Hello,
I am new here (aside from a couple of posts about feeding), I usually post on another board but know people very well there and feel a bit ashamed of what I am about to say, was really hoping for impartial advice as I feel I am cracking up
I have a 16 wk old DD and I just feel things are getting harder and harder. In my darkest toughest moments I wonder what the hell possessed me to have children and reminisce over my old childfree life. Don't get me wrong, I love DD more than anything in the whole world, but it's just so difficult
It was tough from the start as due to f**k ups at the hospital and generally rubbish support and advice DD didn't latch on to feed - it became a majorly big issue for me and the first 4 weeks were a blur of expressing, bottle feeding and trying desperately to get her to latch on as she screamed at the breast
Then she did amaingly latch on and then despite the expressing my milk supply wasn't enough so I spent 3 weeks doing various things to increase my supply. It worked but all I can remember about the first 7 weeks are the feeding issue, it overshadowed everything. Then when she was eventually exclusively breastfed her sleeping was so messed up she fed every 1.5 to 2 hours round the clock (as opposed to going 3-4 hours when she was bottlefed!). It has been every 2 hours at night since then and to say I am exhausted is an understatement.

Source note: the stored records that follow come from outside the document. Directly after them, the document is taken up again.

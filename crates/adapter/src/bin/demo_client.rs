//! End-to-end demo: query the backend directly, then drive the adapter over MCP stdio.
//!
//! Expects the backend to be running (`shopbridge-backend`). The adapter is spawned as a child
//! process, the way an MCP host would launch it.

use anyhow::Context as _;
use clap::Parser;
use rmcp::ServiceExt as _;
use rmcp::model::{CallToolRequestParams, CallToolResult};
use rmcp::transport::TokioChildProcess;
use serde_json::{Value, json};
use shopbridge_mcp_adapter::config::DEFAULT_BACKEND_URL;
use std::path::PathBuf;
use tokio::process::Command;

#[derive(Debug, Parser)]
#[command(name = "shopbridge-demo", about = "Exercise the ShopBridge backend and MCP adapter")]
struct DemoArgs {
    /// Base URL of the backend HTTP API.
    #[arg(long, env = "SHOPBRIDGE_BACKEND_URL", default_value = DEFAULT_BACKEND_URL)]
    backend_url: String,

    /// Adapter binary to spawn. Defaults to `shopbridge-mcp-adapter` next to this binary.
    #[arg(long)]
    adapter_bin: Option<PathBuf>,
}

#[tokio::main]
async fn main() -> anyhow::Result<()> {
    let args = DemoArgs::parse();
    let base = args.backend_url.trim_end_matches('/').to_string();

    println!("== Backend ({base})");
    let http = reqwest::Client::new();
    for path in ["/carts?user_id=1", "/products?channel_id=1&catalog_id=2"] {
        let body: Value = http
            .get(format!("{base}{path}"))
            .send()
            .await
            .with_context(|| format!("GET {path} (is the backend running?)"))?
            .error_for_status()
            .with_context(|| format!("GET {path}"))?
            .json()
            .await
            .with_context(|| format!("GET {path}: parse JSON"))?;
        println!("GET {path}\n{}", serde_json::to_string_pretty(&body)?);
    }

    let adapter_bin = match args.adapter_bin {
        Some(p) => p,
        None => sibling_adapter_bin()?,
    };
    println!("\n== MCP adapter ({})", adapter_bin.display());

    let mut cmd = Command::new(&adapter_bin);
    cmd.arg("--backend-url")
        .arg(&args.backend_url)
        .arg("--log-level")
        .arg("warn");
    let transport = TokioChildProcess::new(cmd).context("spawn adapter")?;
    let client = ().serve(transport).await.context("initialize MCP session")?;

    let tools = client.list_all_tools().await.context("tools/list")?;
    println!("{} tools:", tools.len());
    for tool in &tools {
        println!(
            "  - {}: {}",
            tool.name,
            tool.description.as_deref().unwrap_or("")
        );
    }

    let calls = [
        ("get_carts", json!({ "user_id": 1 })),
        ("search_products", json!({ "channel_id": 1, "catalog_id": 2 })),
    ];
    let mut failed = Vec::new();
    for (name, arguments) in calls {
        let result = client
            .call_tool(call_params(name, arguments)?)
            .await
            .with_context(|| format!("tools/call {name}"))?;
        let text = first_text(&result);
        println!("{name} -> {text}");
        if result.is_error == Some(true) {
            failed.push(name);
        }
    }

    client.cancel().await.context("close MCP session")?;

    anyhow::ensure!(failed.is_empty(), "tool calls failed: {failed:?}");
    println!("\nBackend and MCP adapter are working end to end.");
    Ok(())
}

fn sibling_adapter_bin() -> anyhow::Result<PathBuf> {
    let exe = std::env::current_exe().context("locate current executable")?;
    Ok(exe.with_file_name(format!(
        "shopbridge-mcp-adapter{}",
        std::env::consts::EXE_SUFFIX
    )))
}

fn call_params(name: &str, arguments: Value) -> anyhow::Result<CallToolRequestParams> {
    serde_json::from_value(json!({ "name": name, "arguments": arguments }))
        .context("build tools/call params")
}

fn first_text(result: &CallToolResult) -> String {
    serde_json::to_value(result)
        .ok()
        .and_then(|v| {
            v.get("content")
                .and_then(Value::as_array)
                .and_then(|c| c.first())
                .and_then(|c| c.get("text"))
                .and_then(Value::as_str)
                .map(str::to_string)
        })
        .unwrap_or_default()
}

Before I just kind of got on with it and the daytime made up for the lack of sleep, however last week we had a reprieve and she slept 7-1, then waking at 4 and then 7, to me absolute heaven. I was really happy, DD was happy and I thought we had come through the tough start
This week however she has become like a child possessed, waking up completely at night to play and not going back to sleep, grumpy nearly all the time in the daytime unless I'm holding her, I can get her to nap but she wakes up after 40 minutes, obviously still tired but I can't get her back to sleep no matter what I try so I get her up then she needs to go back down 45 minutes later. The smiles and playing and happiness that made it all worth while seems to be gone and she just grizzles continously. I wondered if she had an ear infection or something else wrong but been to drs and she is fine.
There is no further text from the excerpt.